SHARE If we still should wear masks in crowded places, why is that not enforced on the CTA?

CTA riders routinely wore masks last winter, but less so now. That’s dangerous, writes a Sun-Times reader, at a time when a variant of COVID-19 “is on the rise.”

Ashlee Rezin Garcia/Sun-Times

The Sun-Times recently ran a letter from yet another public transportation official stating that people riding the CTA are relatively safe from exposure to the coronavirus, yet that is just not the case.

As I rode the Red Line this past weekend, a maskless individual went car to car selling loose cigarettes. The weekend before that, there was a Cubs game, and the Red line was packed with people who were not wearing masks.

Look, I understand that the emphasis now is on getting Chicago back to normal. But a variant of COVID-19 is on the rise worldwide, and we have to be honest — the CTA does not enforce any kind of mask policy for riders.

How can the mayor and the city’s top health official tell us to mask up for our safety and then not enforce this rule on public transportation?

Michael Pearson, Englewood

SEND LETTERS TO: letters@suntimes.com. Please include your neighborhood or hometown and a phone number for verification purposes. Letters should be approximately 350 words or less.

Burke, Austin and term limits

What do Ald. Ed Burke and Ald. Carrie Austin have in common? Until recently, not much. But now, if the criminal charges brought against them prove to be true, I’d lump them together in the “what’s in it for me?” category.

Being an influential politician in one of the biggest cities in America, making a nice salary and enjoying the legal perks of the job weren’t enough?

Burke and Austin could be shining examples of the need for term limits for all elected position. Or we are doomed to the same fate over and over. 

Scot Sinclair Third Lake

Feds to rescue of families

American families are finally catching a break.

Starting on July 15, most families will be able to receive the new federal Child Tax Credit as a monthly payment. An extra $250 to $300 each month will be of help to all kinds of families. Working class families will be better able to pay for food, rent and other basic expenses. Middle-class families will be better able to afford childcare and save for their children’s college education.

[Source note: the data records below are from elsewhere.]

use plotters::prelude::*;
use point_neighbors::{
    BoundingBox, ClippedDiagram, HalfSpaceClassifier, KdTree, PlanarSubdivision, PointSet, VoronoiClassifier,
};

fn main() -> Result<(), Box<dyn std::error::Error>> {
    let filename = "voronoi_neighbors.svg";
    let root = SVGBackend::new(filename, (1024, 1024)).into_drawing_area();
    root.fill(&WHITE)?;

    let mut chart = ChartBuilder::on(&root).build_cartesian_2d(0.0..100.0, 0.0..100.0)?;

    let points = PointSet::random(200, &BoundingBox::new([0.0, 0.0], [100.0, 100.0]), 1);
    let center = 25;

    let classifier = VoronoiClassifier::default();
    let voronoi = classifier.classify::<ClippedDiagram>(&points, center)?;
    let bsp = HalfSpaceClassifier::default().classify::<KdTree<2>, 2>(&points, center)?;

    // The diagram itself is only needed for drawing.
    let region = classifier.region(&points).ok_or("empty point set")?;
    let diagram = ClippedDiagram::build(points.as_slice(), &region)?;

    for cell in diagram.cells() {
        let mut poly: Vec<(f64, f64)> = cell.vertices().iter().map(|v| (v[0], v[1])).collect();
        if poly.len() < 3 {
            continue;
        }
        chart.draw_series(std::iter::once(Polygon::new(poly.clone(), BLUE.mix(0.05).filled())))?;
        poly.push(poly[0]);
        chart.draw_series(std::iter::once(PathElement::new(poly, BLACK.mix(0.5))))?;
    }

    chart.draw_series(points.iter().map(|p| Circle::new((p[0], p[1]), 2, BLACK.filled())))?;
    chart.draw_series(voronoi.points.iter().map(|p| Circle::new((p[0], p[1]), 6, BLUE.stroke_width(2))))?;
    chart.draw_series(bsp.points.iter().map(|p| Circle::new((p[0], p[1]), 4, GREEN.filled())))?;
    let c = points[center];
    chart.draw_series(std::iter::once(Circle::new((c[0], c[1]), 5, RED.filled())))?;

    root.present()?;
    println!(
        "{} voronoi and {} half-space neighbors of point {}; output saved to {}",
        voronoi.len(),
        bsp.len(),
        center,
        filename
    );
    Ok(())
}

Go to www.childtaxcredit.gov to make sure you’re getting it. And spread the word.

These changes in the CTC, brought about because of the pandemic, represent a real breakthrough for American families, potentially leading to a 50% reduction in child poverty over the next year. But the CTC changes, along with much-needed changes to the Earned Income Tax Credit for low-wage workers, are scheduled to expire after 2021. Congress must not let that happen.

I urge Congress to make these reforms permanent, and pay for them by making the rich and corporations pay their fair share.

Greg Stawinoga, South Holland

Investigation of Jan. 6 must be less partisan

Speaker Nancy Pelosi has chosen Rep. Adam Schiff, D-California, and Rep. Jamie Raskin, D-Maryland, to serve on the House select committee to investigate the origins of the Jan. 6 attack on the U.S. Capitol. She also has chosen Wyoming Republican Liz Cheney.

Schiff and Raskin led the impeachment trial against former President Donald Trump, and Cheney has been an outspoken critic of Trump. I will not question the patriotism of these three members of the House, but the select committee would have greater credibility if it were more nonpartisan.

For example, Pelosi could have invited Rep. Abigail Spanberger, a Democrat from Virginia, or our own Rep. Rodney Davis, a Republican from Downstate Illinois, to serve on the committee. Both have strongly bipartisan voting records.

Our country needs greater cooperation, not further partisan division. The committee should be dedicated to the pursuit of truth and the healing of our nation.